Biochemistry
We shifted gears today from glycolysis and looked at gluconeogenesis. Obviously, wasn't much different as gluconeogenesis is just the reverse of glycolysis with some slight differences. So the process begins with pyruvate in the mitochondrial matrix, and it looks to end with having glucose in the cytoplasm. The processes mainly differ at these irreversible steps:
(1) In glycolysis, you have a phosphate being added to Fructose-6-Phosphate to make Fructose-1,6-Bisphosphate. The reverse happens in gluconeogenesis: Fructose-1,6-Bisphosphate looses a P to Fructose-6-Phosphate through the actions of the enzyme Fructose-1,6-Bisphosphatase.

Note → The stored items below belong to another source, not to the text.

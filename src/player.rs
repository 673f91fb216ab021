use std::collections::BTreeMap;

use serde::{Deserialize, Serialize};

use crate::config::{ClassProfile, CraftingConfig, FoodConfig, PlayerConfig};
use crate::error::ActionError;
use crate::items::{Item, ItemId, ItemKind, ResourceKind};

pub const HOTBAR_SLOTS: usize = 5;

pub type Requirements = BTreeMap<ResourceKind, u32>;

#[derive(Debug, Clone, Copy, PartialEq, Eq, PartialOrd, Ord, Hash, Serialize, Deserialize)]
#[serde(rename_all = "snake_case")]
pub enum CharClass {
    Warrior,
    Mage,
    Archer,
    Paladin,
}

impl CharClass {
    pub const ALL: [CharClass; 4] = [
        CharClass::Warrior,
        CharClass::Mage,
        CharClass::Archer,
        CharClass::Paladin,
    ];
}

#[derive(Debug, Clone, Copy, PartialEq, Eq, Serialize, Deserialize)]
#[serde(rename_all = "snake_case")]
pub enum Facing {
    Up,
    Down,
    Left,
    Right,
}

#[derive(Debug, Clone, Copy, PartialEq, Serialize, Deserialize)]
pub struct Stat {
    pub current: f32,
    pub max: f32,
}

impl Stat {
    pub fn full(max: f32) -> Self {
        Self { current: max, max }
    }

    pub fn new(current: f32, max: f32) -> Self {
        Self {
            current: current.clamp(0.0, max),
            max,
        }
    }

    pub fn add(&mut self, delta: f32) {
        self.current = (self.current + delta).clamp(0.0, self.max);
    }

    pub fn set(&mut self, value: f32) {
        self.current = value.clamp(0.0, self.max);
    }

    pub fn clamp(&mut self) {
        self.current = self.current.clamp(0.0, self.max);
    }

    pub fn is_empty(&self) -> bool {
        self.current <= 0.0
    }
}

/// What using a hotbar slot did.
#[derive(Debug, Clone, Copy, PartialEq, Eq)]
pub enum HotbarUse {
    Ate(ItemKind),
    Equipped(ItemKind),
}

#[derive(Debug, Clone, Serialize, Deserialize)]
pub struct Player {
    pub x: f32,
    pub y: f32,
    pub class: CharClass,
    pub facing: Facing,
    pub health: Stat,
    pub hunger: Stat,
    pub sanity: Stat,
    pub temperature: Stat,
    pub speed: f32,
    pub sprint_multiplier: f32,
    pub resources: BTreeMap<ResourceKind, u32>,
    pub inventory: Vec<Option<Item>>,
    pub hotbar: [Option<Item>; HOTBAR_SLOTS],
    pub selected_slot: usize,
    equipped_tool: Option<ItemId>,
    equipped_armor: Option<ItemId>,
    pub ability_cooldown: f32,
    pub ability_duration: f32,
    pub ability_active: bool,
    /// Seconds of wetness left.
    pub wetness: f32,
    pub research_points: u32,
    /// Seconds an equipped torch has burned since it last lost durability.
    pub torch_burn: f32,
    next_item_id: u64,
}
use anyhow::Result;
use tracing::debug;

use crate::{
    engine::{SimEvent, SimulationContext, System},
    world::World,
};

/// Campfire fuel consumption.
pub struct BuildingSystem;

impl BuildingSystem {
    pub fn new() -> Self {
        Self
    }
}

impl Default for BuildingSystem {
    fn default() -> Self {
        Self::new()
    }
}

impl System for BuildingSystem {
    fn name(&self) -> &str {
        "buildings"
    }

    fn run(&mut self, ctx: &mut SimulationContext<'_>, world: &mut World) -> Result<()> {
        let rate = ctx.config.buildings.campfire_burn_rate;
        for building in &mut world.buildings {
            if building.burn(ctx.dt, rate) {
                debug!(tick = ctx.tick, id = building.id.raw(), "campfire burned out");
                ctx.emit(SimEvent::CampfireOut(building.id));
            }
        }
        Ok(())
    }
}

/// Restores the yield of stripped bushes, mushrooms and cacti.
pub struct RegrowthSystem;

impl RegrowthSystem {
    pub fn new() -> Self {
        Self
    }
}

impl Default for RegrowthSystem {
    fn default() -> Self {
        Self::new()
    }
}

impl System for RegrowthSystem {
    fn name(&self) -> &str {
        "regrowth"
    }

    fn run(&mut self, ctx: &mut SimulationContext<'_>, world: &mut World) -> Result<()> {
        for object in &mut world.objects {
            if object.tick_regrowth(ctx.dt, &ctx.config.objects, ctx.rng.logic()) {
                ctx.emit(SimEvent::ObjectRegrown(object.id));
            }
        }
        Ok(())
    }
}
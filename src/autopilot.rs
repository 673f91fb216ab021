//! A scripted player for headless runs.

use rand::{Rng, SeedableRng};
use rand_chacha::ChaCha8Rng;
use tracing::debug;

use crate::engine::TickInput;
use crate::game::Game;
use crate::items::{ItemKind, ResourceKind};

/// What the autopilot did on one decision step.
#[derive(Debug, Clone, Copy, PartialEq, Eq)]
pub enum Decision {
    Idle,
    Ate,
    Attacked,
    UsedAbility,
    Gathered,
    Crafted(ItemKind),
    Wandered,
}

#[derive(Debug, Clone, Copy, Default, PartialEq, Eq)]
pub struct AutopilotStats {
    pub attacks: u32,
    pub abilities: u32,
    pub gathers: u32,
    pub crafts: u32,
    pub meals: u32,
}

/// Wanders, fights whatever is close, keeps fed and gathers what it walks
/// past. Owns its own RNG so its choices never perturb the simulation's.
pub struct Autopilot {
    rng: ChaCha8Rng,
    heading: (f32, f32),
    retarget_in: f32,
    hungry_below: f32,
    pub stats: AutopilotStats,
}

impl Autopilot {
    pub fn new(seed: u64) -> Self {
        Self {
            rng: ChaCha8Rng::seed_from_u64(seed),
            heading: (0.0, 0.0),
            retarget_in: 0.0,
            hungry_below: 50.0,
            stats: AutopilotStats::default(),
        }
    }

    /// Issues at most one command and refreshes the movement intent.
    pub fn act(&mut self, game: &mut Game, dt: f32) -> Decision {
        if !game.player().is_alive() {
            game.set_input(TickInput::default());
            return Decision::Idle;
        }
        let decision = self.command(game);
        self.steer(game, dt, decision);
        debug!(?decision, "autopilot");
        decision
    }

    fn command(&mut self, game: &mut Game) -> Decision {
        let player = game.player();
        if player.hunger.current < self.hungry_below && self.eat(game) {
            self.stats.meals += 1;
            return Decision::Ate;
        }
        if game.attack_nearest_enemy().is_ok() {
            self.stats.attacks += 1;
            return Decision::Attacked;
        }
        if !game.enemies().is_empty() && game.use_ability().is_ok() {
            self.stats.abilities += 1;
            return Decision::UsedAbility;
        }
        for kind in [ItemKind::Sword, ItemKind::Axe] {
            if game.player().count_items(kind) == 0 && game.craft(kind).is_ok() {
                self.equip_first(game, kind);
                self.stats.crafts += 1;
                return Decision::Crafted(kind);
            }
        }
        if game.gather_nearest().is_ok() {
            self.stats.gathers += 1;
            return Decision::Gathered;
        }
        Decision::Wandered
    }

    fn eat(&mut self, game: &mut Game) -> bool {
        const FOOD_SLOT: usize = 0;
        let slotted = |game: &Game| {
            game.player().hotbar[FOOD_SLOT]
                .as_ref()
                .map_or(false, |item| item.kind.is_food())
        };
        if !slotted(game) {
            let packed = game
                .player()
                .inventory
                .iter()
                .flatten()
                .find(|item| item.kind.is_food())
                .map(|item| item.id);
            if let Some(id) = packed {
                let _ = game.assign_hotbar(id, FOOD_SLOT);
            }
        }
        if slotted(game) && game.use_hotbar(FOOD_SLOT).is_ok() {
            return true;
        }
        [ResourceKind::Berries, ResourceKind::Mushrooms, ResourceKind::CactusFlesh]
            .into_iter()
            .any(|food| game.eat(food).is_ok())
    }

    fn equip_first(&mut self, game: &mut Game, kind: ItemKind) {
        let item = game
            .player()
            .items()
            .find(|item| item.kind == kind)
            .map(|item| item.id);
        if let Some(id) = item {
            let _ = game.equip(id);
        }
    }

    fn steer(&mut self, game: &mut Game, dt: f32, decision: Decision) {
        let player = game.player();
        let (px, py) = (player.x, player.y);

        // Close in on the nearest enemy, otherwise drift on a random heading.
        let nearest = game
            .enemies()
            .iter()
            .filter(|enemy| !enemy.is_dead())
            .map(|enemy| (enemy.x - px, enemy.y - py))
            .min_by(|a, b| (a.0.hypot(a.1)).total_cmp(&b.0.hypot(b.1)));
        let (move_x, move_y) = match (decision, nearest) {
            (Decision::Gathered | Decision::Crafted(_) | Decision::Ate, _) => (0.0, 0.0),
            (_, Some((dx, dy))) if dx.hypot(dy) < 12.0 => (dx, dy),
            _ => {
                self.retarget_in -= dt;
                if self.retarget_in <= 0.0 {
                    let angle = self.rng.gen_range(0.0..std::f32::consts::TAU);
                    self.heading = (angle.cos(), angle.sin());
                    self.retarget_in = self.rng.gen_range(2.0..6.0);
                }
                self.heading
            }
        };
        game.set_input(TickInput::toward(move_x, move_y));
    }
}
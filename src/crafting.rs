use std::collections::BTreeMap;

use serde::{Deserialize, Serialize};

use crate::config::{CraftingConfig, RecipeProfile};
use crate::items::{Item, ItemKind};
use crate::player::{Player, Requirements};

#[derive(Debug, Clone, PartialEq, Serialize, Deserialize)]
pub struct Recipe {
    pub result: ItemKind,
    pub requirements: Requirements,
    /// Recorded for the crafting menu only; crafting never checks it.
    pub tool_required: Option<ItemKind>,
}

impl Recipe {
    fn from_profile(result: ItemKind, profile: &RecipeProfile) -> Self {
        Self {
            result,
            requirements: profile.requirements.clone(),
            tool_required: profile.tool_required,
        }
    }
}

pub struct CraftingSystem {
    recipes: BTreeMap<ItemKind, Recipe>,
    config: CraftingConfig,
}

impl CraftingSystem {
    pub fn new(config: &CraftingConfig) -> Self {
        Self {
            recipes: config
                .iter()
                .map(|(kind, profile)| (kind, Recipe::from_profile(kind, profile)))
                .collect(),
            config: config.clone(),
        }
    }

    pub fn recipe(&self, kind: ItemKind) -> Option<&Recipe> {
        self.recipes.get(&kind)
    }

    pub fn recipes(&self) -> impl Iterator<Item = &Recipe> {
        self.recipes.values()
    }

    pub fn can_craft(&self, player: &Player, recipe: &Recipe) -> bool {
        player.has_resources(&recipe.requirements)
    }

    /// Consumes the whole requirement set and hands back the new item, or
    /// leaves the player untouched when anything is short.
    pub fn craft_item(&self, player: &mut Player, recipe: &Recipe) -> Option<Item> {
        if !self.can_craft(player, recipe) {
            return None;
        }
        player.consume_resources(&recipe.requirements);
        Some(player.new_item(recipe.result, &self.config))
    }
}

impl Default for CraftingSystem {
    fn default() -> Self {
        Self::new(&CraftingConfig::default())
    }
}
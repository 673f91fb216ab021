use wildmere::{
    combat::AbilityEffect,
    config::SimConfig,
    enemy::EnemyKind,
    items::{ItemKind, ResourceKind},
    player::CharClass,
    terrain::{Biome, TerrainGrid, TileKind},
    ActionError, Game, World,
};

fn arena(class: CharClass) -> Game {
    let config = SimConfig::default();
    let terrain = TerrainGrid::filled(40, 40, TileKind::Grass, Biome::Grassland);
    let world = World::from_terrain(terrain, &config, class).expect("arena builds");
    Game::from_world(config, world)
}

fn spawn(game: &mut Game, kind: EnemyKind, dx: f32, dy: f32) {
    let (x, y) = (game.player().x + dx, game.player().y + dy);
    let table = game.config().enemies.clone();
    game.world_mut().spawn_enemy(kind, x, y, &table);
}

#[test]
fn wolf_falls_to_two_sword_hits() {
    let mut game = arena(CharClass::Warrior);
    spawn(&mut game, EnemyKind::Wolf, 1.5, 0.0);
    let world = game.world_mut();
    world.player.add_resource(ResourceKind::Wood, 2);
    world.player.add_resource(ResourceKind::Stone, 4);
    let sword = game.craft(ItemKind::Sword).unwrap();
    game.equip(sword).unwrap();

    assert!(game.attack_nearest_enemy().unwrap().kills.is_empty());
    let outcome = game.attack_nearest_enemy().unwrap();
    assert_eq!(outcome.kills.len(), 1);
    assert_eq!(outcome.kills[0].kind, EnemyKind::Wolf);
    assert!(game.enemies().is_empty());
    assert!((2..=4).contains(&game.player().resource(ResourceKind::Meat)));
    assert_eq!(game.player().item(sword).unwrap().durability, Some(148));
}

#[test]
fn enemies_out_of_reach_are_not_hit() {
    let mut game = arena(CharClass::Warrior);
    spawn(&mut game, EnemyKind::Goblin, 6.0, 0.0);
    assert_eq!(game.attack_nearest_enemy(), Err(ActionError::NoTarget));
}

#[test]
fn ability_without_target_keeps_cooldown_clear() {
    let mut game = arena(CharClass::Warrior);
    assert_eq!(game.use_ability(), Err(ActionError::NoTarget));
    assert_eq!(game.player().ability_cooldown, 0.0);
}

#[test]
fn archer_volley_is_capped() {
    let mut game = arena(CharClass::Archer);
    for i in 0..5 {
        spawn(&mut game, EnemyKind::Goblin, 2.0 + i as f32, 0.0);
    }
    let outcome = game.use_ability().unwrap();
    match outcome.report.effect {
        AbilityEffect::Struck(hits) => {
            assert_eq!(hits.len(), 3);
            assert!(hits.windows(2).all(|w| w[0].x <= w[1].x));
        }
        other => panic!("unexpected effect {other:?}"),
    }
    assert!(matches!(
        game.use_ability(),
        Err(ActionError::OnCooldown { .. })
    ));
}

#[test]
fn paladin_shield_blocks_damage() {
    let mut game = arena(CharClass::Paladin);
    game.world_mut().player.health.current = 40.0;
    game.use_ability().unwrap();
    assert_eq!(game.player().health.current, 90.0);
    assert!(game.player().is_invulnerable());

    spawn(&mut game, EnemyKind::Goblin, 0.5, 0.0);
    game.update(0.5).unwrap();
    assert_eq!(game.player().health.current, 90.0);
}

#[test]
fn idle_player_takes_hits_from_adjacent_enemy() {
    let mut game = arena(CharClass::Mage);
    spawn(&mut game, EnemyKind::Goblin, 0.5, 0.0);
    let start = game.player().health.current;
    let start_sanity = game.player().sanity.current;
    let mut hits = 0;
    for _ in 0..20 {
        hits += game
            .update(0.1)
            .unwrap()
            .events
            .iter()
            .filter(|event| matches!(event, wildmere::SimEvent::PlayerHit { .. }))
            .count();
    }
    assert!(hits >= 1);
    assert!(game.player().health.current < start);
    assert!(game.player().sanity.current < start_sanity);
}
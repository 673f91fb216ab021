use anyhow::Result;
use rand::{distributions::WeightedIndex, prelude::Distribution, seq::SliceRandom, Rng};
use tracing::info;

use crate::{
    engine::{SimEvent, SimulationContext, System},
    rng::RngExt,
    world::World,
};

use super::spawning::spawn_near_player;

/// Rare random world events: a resource windfall, a burst of research, or a
/// strong enemy showing up.
pub struct WorldEventSystem;

impl WorldEventSystem {
    pub fn new() -> Self {
        Self
    }
}

impl Default for WorldEventSystem {
    fn default() -> Self {
        Self::new()
    }
}

impl System for WorldEventSystem {
    fn name(&self) -> &str {
        "world_events"
    }

    fn run(&mut self, ctx: &mut SimulationContext<'_>, world: &mut World) -> Result<()> {
        let config = ctx.config;
        let events = &config.events;
        if !world.player.is_alive() || !ctx.rng.logic().chance(events.chance_per_second * ctx.dt) {
            return Ok(());
        }
        let weights = [events.windfall_weight, events.research_weight, events.rare_enemy_weight];
        let Ok(dist) = WeightedIndex::new(weights.iter().map(|w| w.max(0.0))) else {
            return Ok(());
        };

        let rng = ctx.rng.logic();
        let event = match dist.sample(rng) {
            0 => {
                let Some(resource) = events.windfall_resources.choose(rng).copied() else {
                    return Ok(());
                };
                let amount = rng.gen_range(events.windfall_min..=events.windfall_max.max(events.windfall_min));
                world.player.add_resource(resource, amount);
                info!(tick = ctx.tick, ?resource, amount, "windfall");
                SimEvent::Windfall { resource, amount }
            }
            1 => {
                let points = rng.gen_range(events.research_min..=events.research_max.max(events.research_min));
                world.player.research_points += points;
                info!(tick = ctx.tick, points, "research breakthrough");
                SimEvent::Research { points }
            }
            _ => {
                let kind = events.rare_enemy;
                let (id, _, _) = spawn_near_player(world, kind, &config.spawning, &config.enemies, rng);
                info!(tick = ctx.tick, ?kind, "rare enemy appeared");
                SimEvent::RareEnemy { id, kind }
            }
        };
        ctx.emit(event);
        Ok(())
    }
}

#[cfg(test)]
mod tests {
    use super::*;
    use crate::config::SimConfig;
    use crate::engine::{EngineBuilder, TickInput};
    use crate::player::CharClass;
    use crate::rng::RngManager;
    use crate::terrain::{Biome, TerrainGrid, TileKind};

    fn run_with(config: SimConfig) -> (World, Vec<SimEvent>) {
        let terrain = TerrainGrid::filled(40, 40, TileKind::Grass, Biome::Grassland);
        let mut world = World::from_terrain(terrain, &config, CharClass::Mage).unwrap();
        let mut engine = EngineBuilder::new(config, RngManager::new(11))
            .with_system(WorldEventSystem::new())
            .build();
        let report = engine
            .step(&mut world, &TickInput::default(), 1.0, Vec::new())
            .unwrap();
        (world, report.events)
    }

    #[test]
    fn research_event_adds_points() {
        let mut config = SimConfig::default();
        config.events.chance_per_second = 1.0;
        config.events.windfall_weight = 0.0;
        config.events.rare_enemy_weight = 0.0;
        let (world, events) = run_with(config);
        assert!((5..=15).contains(&world.player.research_points));
        assert_eq!(
            events,
            vec![SimEvent::Research {
                points: world.player.research_points
            }]
        );
    }

    #[test]
    fn rare_enemy_event_spawns_boss() {
        let mut config = SimConfig::default();
        config.events.chance_per_second = 1.0;
        config.events.windfall_weight = 0.0;
        config.events.research_weight = 0.0;
        let (world, events) = run_with(config);
        assert_eq!(world.enemies.len(), 1);
        assert!(matches!(events[0], SimEvent::RareEnemy { .. }));
    }

    #[test]
    fn zero_chance_never_fires() {
        let mut config = SimConfig::default();
        config.events.chance_per_second = 0.0;
        let (_, events) = run_with(config);
        assert!(events.is_empty());
    }
}
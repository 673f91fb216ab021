use thiserror::Error;

use crate::items::ResourceKind;

/// Recoverable outcome of a player command. None of these are fatal; the
/// caller decides how to surface them.
#[derive(Debug, Clone, PartialEq, Error)]
pub enum ActionError {
    #[error("tile ({x}, {y}) is already occupied")]
    Occupied { x: i32, y: i32 },
    #[error("tile ({x}, {y}) is outside the world")]
    OutOfBounds { x: i32, y: i32 },
    #[error("target is {distance:.1} tiles away, limit is {limit:.1}")]
    OutOfRange { distance: f32, limit: f32 },
    #[error("target no longer exists")]
    NotFound,
    #[error("object cannot be harvested right now")]
    NotHarvestable,
    #[error("not enough {resource:?}: need {needed}, have {available}")]
    InsufficientResources {
        resource: ResourceKind,
        needed: u32,
        available: u32,
    },
    #[error("inventory is full")]
    InventoryFull,
    #[error("ability is on cooldown for {remaining:.1}s")]
    OnCooldown { remaining: f32 },
    #[error("no valid target in range")]
    NoTarget,
    #[error("campfire has no fuel")]
    NoFuel,
    #[error("nothing to cook")]
    NothingToCook,
    #[error("hotbar slot {0} is empty")]
    SlotEmpty(usize),
    #[error("item cannot be equipped or used")]
    NotEquippable,
    #[error("the player is dead")]
    PlayerDead,
}

#[derive(Debug, Error)]
pub enum ConfigError {
    #[error("config validation error: {0}")]
    Validation(String),
}
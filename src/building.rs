use serde::{Deserialize, Serialize};

use crate::config::BuildingConfig;
use crate::items::ItemKind;

#[derive(Debug, Clone, Copy, PartialEq, Eq, PartialOrd, Ord, Hash, Serialize, Deserialize)]
#[serde(rename_all = "snake_case")]
pub enum BuildingKind {
    Campfire,
    WoodenWall,
}

impl BuildingKind {
    pub fn from_item(kind: ItemKind) -> Option<Self> {
        match kind {
            ItemKind::Campfire => Some(BuildingKind::Campfire),
            ItemKind::WoodenWall => Some(BuildingKind::WoodenWall),
            _ => None,
        }
    }

    /// Only walls stop the player.
    pub fn blocks_movement(self) -> bool {
        matches!(self, BuildingKind::WoodenWall)
    }
}

#[derive(Debug, Clone, Copy, PartialEq, Eq, PartialOrd, Ord, Hash, Serialize, Deserialize)]
pub struct BuildingId(u64);

impl BuildingId {
    pub fn new(raw: u64) -> Self {
        Self(raw)
    }

    pub fn raw(self) -> u64 {
        self.0
    }
}

#[derive(Debug, Clone, PartialEq, Serialize, Deserialize)]
pub struct Building {
    pub id: BuildingId,
    pub kind: BuildingKind,
    pub x: i32,
    pub y: i32,
    pub health: i32,
    pub max_health: i32,
    pub fuel: f32,
    pub max_fuel: f32,
    pub light_radius: f32,
}

impl Building {
    pub fn new(id: BuildingId, kind: BuildingKind, x: i32, y: i32, config: &BuildingConfig) -> Self {
        match kind {
            BuildingKind::Campfire => Self {
                id,
                kind,
                x,
                y,
                health: config.campfire_health,
                max_health: config.campfire_health,
                fuel: config.campfire_fuel,
                max_fuel: config.campfire_fuel,
                light_radius: config.campfire_light_radius,
            },
            BuildingKind::WoodenWall => Self {
                id,
                kind,
                x,
                y,
                health: config.wall_health,
                max_health: config.wall_health,
                fuel: 0.0,
                max_fuel: 0.0,
                light_radius: 0.0,
            },
        }
    }

    pub fn is_lit(&self) -> bool {
        self.kind == BuildingKind::Campfire && self.fuel > 0.0
    }

    /// Burns fuel. Returns true on the tick a campfire goes out.
    pub fn burn(&mut self, dt: f32, rate: f32) -> bool {
        if !self.is_lit() {
            return false;
        }
        self.fuel -= dt * rate;
        if self.fuel <= 0.0 {
            self.fuel = 0.0;
            return true;
        }
        false
    }

    pub fn refuel(&mut self, amount: f32) {
        self.fuel = (self.fuel + amount).min(self.max_fuel);
    }

    pub fn distance_to(&self, x: f32, y: f32) -> f32 {
        let dx = self.x as f32 - x;
        let dy = self.y as f32 - y;
        (dx * dx + dy * dy).sqrt()
    }
}

#[cfg(test)]
mod tests {
    use super::*;

    #[test]
    fn campfire_burns_out() {
        let config = BuildingConfig::default();
        let mut fire = Building::new(BuildingId::new(1), BuildingKind::Campfire, 0, 0, &config);
        assert!(fire.is_lit());
        assert!(!fire.burn(10.0, 2.0));
        assert_eq!(fire.fuel, 80.0);
        assert!(fire.burn(45.0, 2.0));
        assert_eq!(fire.fuel, 0.0);
        assert!(!fire.is_lit());
        assert!(!fire.burn(1.0, 2.0));
        fire.refuel(500.0);
        assert_eq!(fire.fuel, fire.max_fuel);
    }

    #[test]
    fn walls_never_burn() {
        let config = BuildingConfig::default();
        let mut wall = Building::new(BuildingId::new(2), BuildingKind::WoodenWall, 1, 1, &config);
        assert!(!wall.is_lit());
        assert!(!wall.burn(5.0, 2.0));
        assert!(wall.kind.blocks_movement());
    }
}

(2) In glycolysis, you have a phosphate being added to glucose when it enters the cell. The reverse happens in gluconeogenesis: a phosphate is removed from Glucose-6-Phosphate by Glucose-6-Phosphatase. This allows the glucose to be able to leave the cell; you will only find this specially functioning enzyme in liver and kidney cells.
(3) In glycolysis, you have pyruvate kinase removing a phosphate from phosphoenoylpyruvate to generate ATP and pyruvate. Since this cannot easily be reversed, gluconeogenesis uses a combination of reactions instead:
(a) carbon dioxide is added to pyruvate by pyruvate carboxylase, to form oxaloacetate
(b) oxaloacetate is transformed back to phosphoenol pyruvate by a long-named kinase.
At this point, oxaloacetate cannot move freely across the mitochondrial membrane in order to get to the cytoplasm, so it needs further conformation. It gets converted to malate, which can pass through, and then reconverted back to oxaloacetate. This process also generates NADH, which makes sense as glycolysis converts NAD+ to NADH; this allows for gluconeogenesis to take the NADH and convert it to NAD+ (remember, reverse of glycolysis!).
Principles of Dental Materials
Today we continued our look at gypsum (recall: dental plaster used to make models from alginate impressions). Some factors that change gypsum's properties include:
(1) the amount of water added; extra water makes models porous and weaker. If you find that the gypsum is setting too quickly, throw it out and start again.
(2) the temperature of the water: if water is too hot (about body temperature hot), it will affect the reaction and the gypsum will not set well. Cold water slows the setting down slightly, while warm water will speed up setting slightly.
(3) hardening solutions can be added to give gypsum a stronger microstructure (eg. colloidal silica, superplasticizers)
(4) environment it is stored in. Gypsum powder will pick up moisture from the environment.
(5) wetting agents
(6) accelerators and retarders. Potassium sulfate accelerates setting. Terra alba (water from grinding wheel) will accelerate setting. Colloidal organic particles (blood, saliva, unset alginate) will retard setting.You should clean off impressions with cold water before setting!
We also began to talk about different metals used in dentistry. There are two main types: nobel metals and base metals. Noble metals tend to be naturally resistant from oxidizing (eg. gold, platinum, iridium, osmium, palladium, rhodium, etc.), while base metals tend to oxidize, but can form a natural adherent oxide coating (eg. iron and cobalt with chromium [acts as a corrosion preventer], titanium, etc.).
An important theory in regards to dental materials is the Metal Deformation Theory. It states that metals develop slip systems, which are planes and directions within the crystal lattice along with atoms slip more easily. Results in materials to be more ductile (deformed). Face-centered cubic materials tend to have more slip systems than body and hexagon-close packed materials.
Can reduce dislocations through four techniques:
(1) create dislocation tangle
(2) add alloying elements for solid solution strengthening
(3) make dispersions of fine second phases
(4) increasing grain boundaries
Note: the fourth method is the best as it increases strength of the metal without decreasing its ducility.